_WHAT IS BEING ASKED_
Each line of the records below that contains "show" needs to be copied.
□ □ □ □
impl<'a> Scanner<'a> {
    fn new(text: &'a str) -> Self {
        Self {
            text,
            buf: text.as_bytes(),
        }
    }

    fn show(&self, window: Window) -> Cow<'a, str> {
        String::from_utf8_lossy(&self.buf[window.start..window.end])
    }

    fn error(&self, offset: usize, kind: ParseErrorKind) -> ParseError {
        ParseError::new(offset, kind)
    }

    /// Strips the leading and trailing spaces of the window.
    fn trim(&self, window: Window) -> Window {
        let Window { mut start, mut end } = window;
        while start < end && self.buf[start] == b' ' {
            start += 1;
        }
        while end > start && self.buf[end - 1] == b' ' {
            end -= 1;
        }
        Window::new(start, end)
    }

    /// Returns the token if the window, ignoring spaces, is exactly one token.
    fn token(&self, window: Window) -> Option<Term> {
        let mut symbols = self.buf[window.start..window.end]
            .iter()
            .filter(|&&c| c != b' ');
        match (symbols.next(), symbols.next()) {
            (Some(&c), None) => Term::from_symbol(c),
            _ => None,
        }
    }

    /// Finds the root operator of the window, if there is one at nesting level 0.
    fn scan(&self, window: Window) -> ParseResult<Option<Root>> {
        let mut found = Operator::None;
        let mut index = window.start;
        let mut level = 0usize;
        let mut outermost_open = window.start;
        // Whether the last token-like symbol (ignoring NOTs and spaces) was a token.
        let mut last_was_token = false;

        for i in window.start..window.end {
            let c = self.buf[i];
            match c {
                b'(' => {
                    if level == 0 {
                        outermost_open = i;
                    }
                    level += 1;
                }
                b')' => {
                    if level == 0 {
                        return Err(self.error(i, ParseErrorKind::UnbalancedBrackets));
                    }
                    level -= 1;
                }
                b'\'' => {
                    // `<=`: the rightmost NOT wins.
                    if level == 0 && found <= Operator::Not {
                        found = Operator::Not;
                        index = i;
                    }
                    continue;
                }
                b' ' => continue,
                _ => {
                    if let Some(op) = Operator::from_symbol(c) {
                        if level == 0 && found < op {
                            found = op;
                            index = i;
                        }
                    } else if Term::from_symbol(c).is_some() {
                        if last_was_token {
                            // Implicit AND, as in `ab` or `a'b`.
                            if level == 0 && found < Operator::And {
                                found = Operator::And;
                                index = i;
                            }
                        } else {
                            last_was_token = true;
                        }
                        continue;
                    } else {
                        let symbol = self
                            .text
                            .get(i..)
                            .and_then(|rest| rest.chars().next())
                            .unwrap_or(char::REPLACEMENT_CHARACTER);
                        return Err(self.error(i, ParseErrorKind::UnknownSymbol(symbol)));
                    }
                }
            }
            last_was_token = false;
        }

        if level > 0 {
            return Err(self.error(outermost_open, ParseErrorKind::UnterminatedBracket));
        }

        Ok(match found {
            Operator::None => None,
            Operator::Not => Some(Root::Not(index)),
            Operator::Xor => Some(Root::Xor(index)),
            Operator::And => Some(Root::And(index)),
            Operator::Or => Some(Root::Or(index)),
        })
    }

    /// Parses an operand: a bare token becomes a leaf, anything else a subtree.
    fn parse_operand(&self, window: Window, depth: usize) -> ParseResult<Expr> {
        let trimmed = self.trim(window);
        if trimmed.is_empty() {
            return Err(self.error(window.start, ParseErrorKind::EmptyOperand));
        }
        match self.token(trimmed) {
            Some(term) => Ok(Expr::Term(term)),
            None => self.parse_expr(trimmed, depth),
        }
    }

    fn parse_expr(&self, window: Window, depth: usize) -> ParseResult<Expr> {
        let trimmed = self.trim(window);
        if trimmed.is_empty() {
            return Err(self.error(window.start, ParseErrorKind::EmptyOperand));
        }
        let window = trimmed;
        if depth > MAX_DEPTH {
            let kind = ParseErrorKind::TooDeep { limit: MAX_DEPTH };
            return Err(self.error(window.start, kind));
        }

        let found = self.scan(window)?;
        trace!(
            "scan [{}..{}) {:?} -> {:?}",
            window.start,
            window.end,
            self.show(window),
            found
        );

        match found {
            None => {
                if self.buf[window.start] == b'(' && self.buf[window.last()] == b')' {
                    // The whole operand is bracketed, descend one level.
                    let inner = Window::new(window.start + 1, window.last());
                    return self.parse_expr(inner, depth + 1);
                }
                match self.token(window) {
                    Some(term) => Ok(Expr::wrap(Expr::Term(term))),
                    None => Err(self.error(
                        window.start,
                        ParseErrorKind::MissingOperator { end: window.last() },
                    )),
                }
            }
            Some(Root::Not(index)) => {
                if index != window.last() {
                    return Err(self.error(index + 1, ParseErrorKind::UnexpectedAfterNot));
                }
                let operand = self.parse_operand(Window::new(window.start, index), depth + 1)?;
                Ok(Expr::not(operand))
            }
            Some(Root::Xor(index)) => {
                let (lhs, rhs) = self.parse_binary(window, index, false, depth)?;
                Ok(Expr::xor(lhs, rhs))
            }
            Some(Root::And(index)) => {
                let implicit = self.buf[index] != b'*';
                let (lhs, rhs) = self.parse_binary(window, index, implicit, depth)?;
                Ok(Expr::and(lhs, rhs))
            }
            Some(Root::Or(index)) => {
                let (lhs, rhs) = self.parse_binary(window, index, false, depth)?;
                Ok(Expr::or(lhs, rhs))
            }
        }
    }

    /// Parses both sides of a binary operator found at `index`.
    ///
    /// An implicit operator occupies no character, so the right operand starts at `index`.
    fn parse_binary(
        &self,
        window: Window,
        index: usize,
        implicit: bool,
        depth: usize,
    ) -> ParseResult<(Expr, Expr)> {
        let rhs_start = if implicit { index } else { index + 1 };
        let lhs = self.parse_operand(Window::new(window.start, index), depth + 1)?;
        let rhs = self.parse_operand(Window::new(rhs_start, window.end), depth + 1)?;
        Ok((lhs, rhs))
    }
}

#[cfg(test)]
mod tests {
    use test_log::test;

    use super::*;

    fn var(name: char) -> Expr {
        Expr::var(name)
    }

    fn parse_err(text: &str) -> ParseError {
        match parse(text) {
            Ok(e) => panic!("expected {:?} to fail, got {:?}", text, e),
            Err(err) => err,
        }
    }

    #[test]
    fn test_parse_bare_token() {
        assert_eq!(parse("a").unwrap(), Expr::wrap(var('a')));
        assert_eq!(parse("  a  ").unwrap(), Expr::wrap(var('a')));
        assert_eq!(parse("(a)").unwrap(), Expr::wrap(var('a')));
        assert_eq!(parse("((1))").unwrap(), Expr::wrap(Expr::constant(true)));
    }

    #[test]
    fn test_parse_precedence() {
        assert_eq!(
            parse("a+b*c").unwrap(),
            Expr::or(var('a'), Expr::and(var('b'), var('c')))
        );
        assert_eq!(
            parse("a*b^c").unwrap(),
            Expr::and(var('a'), Expr::xor(var('b'), var('c')))
        );
        assert_eq!(
            parse("a^b*c").unwrap(),
            Expr::and(Expr::xor(var('a'), var('b')), var('c'))
        );
        assert_eq!(
            parse("a'^b").unwrap(),
            Expr::xor(Expr::not(var('a')), var('b'))
        );
    }

    #[test]
    fn test_parse_chains_nest_right() {
        assert_eq!(
            parse("a^b^c").unwrap(),
            Expr::xor(var('a'), Expr::xor(var('b'), var('c')))
        );
        assert_eq!(
            parse("a + b + c").unwrap(),
            Expr::or(var('a'), Expr::or(var('b'), var('c')))
        );
        assert_eq!(
            parse("abc").unwrap(),
            Expr::and(var('a'), Expr::and(var('b'), var('c')))
        );
    }

    #[test]
    fn test_parse_implicit_and() {
        let expected = Expr::and(var('a'), var('b'));
        assert_eq!(parse("ab").unwrap(), expected);
        assert_eq!(parse("a b").unwrap(), expected);
        assert_eq!(parse("a*b").unwrap(), expected);
        assert_eq!(
            parse("a'b").unwrap(),
            Expr::and(Expr::not(var('a')), var('b'))
        );
        assert_eq!(
            parse("a'b'").unwrap(),
            Expr::and(Expr::not(var('a')), Expr::not(var('b')))
        );
        assert_eq!(
            parse("01").unwrap(),
            Expr::and(Expr::constant(false), Expr::constant(true))
        );
    }

    #[test]
    fn test_parse_postfix_not() {
        assert_eq!(
            parse("ab'").unwrap(),
            Expr::and(var('a'), Expr::not(var('b')))
        );
        assert_eq!(
            parse("(ab)'").unwrap(),
            Expr::not(Expr::and(var('a'), var('b')))
        );
        assert_eq!(parse("a''").unwrap(), Expr::not(Expr::not(var('a'))));
        assert_eq!(parse("(a)'").unwrap(), Expr::not(Expr::wrap(var('a'))));
    }

    #[test]
    fn test_parse_nested_brackets() {
        // Only one bracket level is stripped per step, so `(x)(y)` is torn apart.
        assert_eq!(
            parse_err("((a+b)(c))'"),
            ParseError::new(5, ParseErrorKind::UnbalancedBrackets)
        );
        assert_eq!(
            parse("((a+b)*(c))'").unwrap(),
            Expr::not(Expr::and(
                Expr::or(var('a'), var('b')),
                Expr::wrap(var('c'))
            ))
        );
    }

    #[test]
    fn test_parse_errors() {
        assert_eq!(
            parse_err("a++b"),
            ParseError::new(2, ParseErrorKind::EmptyOperand)
        );
        assert_eq!(
            parse_err("(a"),
            ParseError::new(0, ParseErrorKind::UnterminatedBracket)
        );
        assert_eq!(
            parse_err("a*(b*(c)"),
            ParseError::new(2, ParseErrorKind::UnterminatedBracket)
        );
        assert_eq!(
            parse_err("a)"),
            ParseError::new(1, ParseErrorKind::UnbalancedBrackets)
        );
        assert_eq!(
            parse_err("a$b"),
            ParseError::new(1, ParseErrorKind::UnknownSymbol('$'))
        );
        assert_eq!(
            parse_err("a+é"),
            ParseError::new(2, ParseErrorKind::UnknownSymbol('é'))
        );
        assert_eq!(
            parse_err("a(b)"),
            ParseError::new(0, ParseErrorKind::MissingOperator { end: 3 })
        );
        assert_eq!(
            parse_err("a'(b)"),
            ParseError::new(2, ParseErrorKind::UnexpectedAfterNot)
        );
        assert_eq!(parse_err(""), ParseError::new(0, ParseErrorKind::EmptyOperand));
        assert_eq!(parse_err("   "), ParseError::new(0, ParseErrorKind::EmptyOperand));
        assert_eq!(parse_err("()"), ParseError::new(1, ParseErrorKind::EmptyOperand));
        assert_eq!(
            parse_err("a+ "),
            ParseError::new(2, ParseErrorKind::EmptyOperand)
        );
    }

    #[test]
    fn test_parse_rejects_long_names() {
        assert_eq!(
            parse_err("x2"),
            ParseError::new(1, ParseErrorKind::UnknownSymbol('2'))
        );
    }

    #[test]
    fn test_parse_window() {
        let text = "ignored a*b ignored";
        assert_eq!(
            parse_window(text, 8, 3).unwrap(),
            Expr::and(var('a'), var('b'))
        );
        assert_eq!(
            parse_window(text, 8, 2).unwrap_err(),
            ParseError::new(10, ParseErrorKind::EmptyOperand)
        );
        assert_eq!(
            parse_window(text, 10, 100).unwrap_err(),
            ParseError::new(
                10,
                ParseErrorKind::WindowOutOfBounds {
                    len: 100,
                    buffer_len: text.len()
                }
            )
        );
    }

    #[test]
    fn test_parse_depth_limit() {
        let n = 10_000;
        let text = format!("{}a{}", "(".repeat(n), ")".repeat(n));
        assert_eq!(
            parse_err(&text),
            ParseError::new(MAX_DEPTH + 1, ParseErrorKind::TooDeep { limit: MAX_DEPTH })
        );

        let text = vec!["a"; n].join("+");
        assert_eq!(
            parse_err(&text),
            ParseError::new(2 * (MAX_DEPTH + 1), ParseErrorKind::TooDeep { limit: MAX_DEPTH })
        );

        let text = format!("a{}", "'".repeat(n));
        assert_eq!(
            parse_err(&text).kind,
            ParseErrorKind::TooDeep { limit: MAX_DEPTH }
        );
    }

    #[test]
    fn test_parse_at_depth_limit() {
        let text = format!("{}a{}", "(".repeat(MAX_DEPTH), ")".repeat(MAX_DEPTH));
        assert_eq!(parse(&text).unwrap(), Expr::wrap(var('a')));

        let text = vec!["a"; MAX_DEPTH].join("+");
        let e = parse(&text).unwrap();
        assert_eq!(e.variables().len(), 1);
    }

    #[test]
    fn test_from_str() {
        let e: Expr = "a+b".parse().unwrap();
        assert_eq!(e, Expr::or(var('a'), var('b')));
        assert!("a+".parse::<Expr>().is_err());
    }
}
□ □ □ □
_ANSWER SECTION_
    fn show(&self, window: Window) -> Cow<'a, str> {
            self.show(window),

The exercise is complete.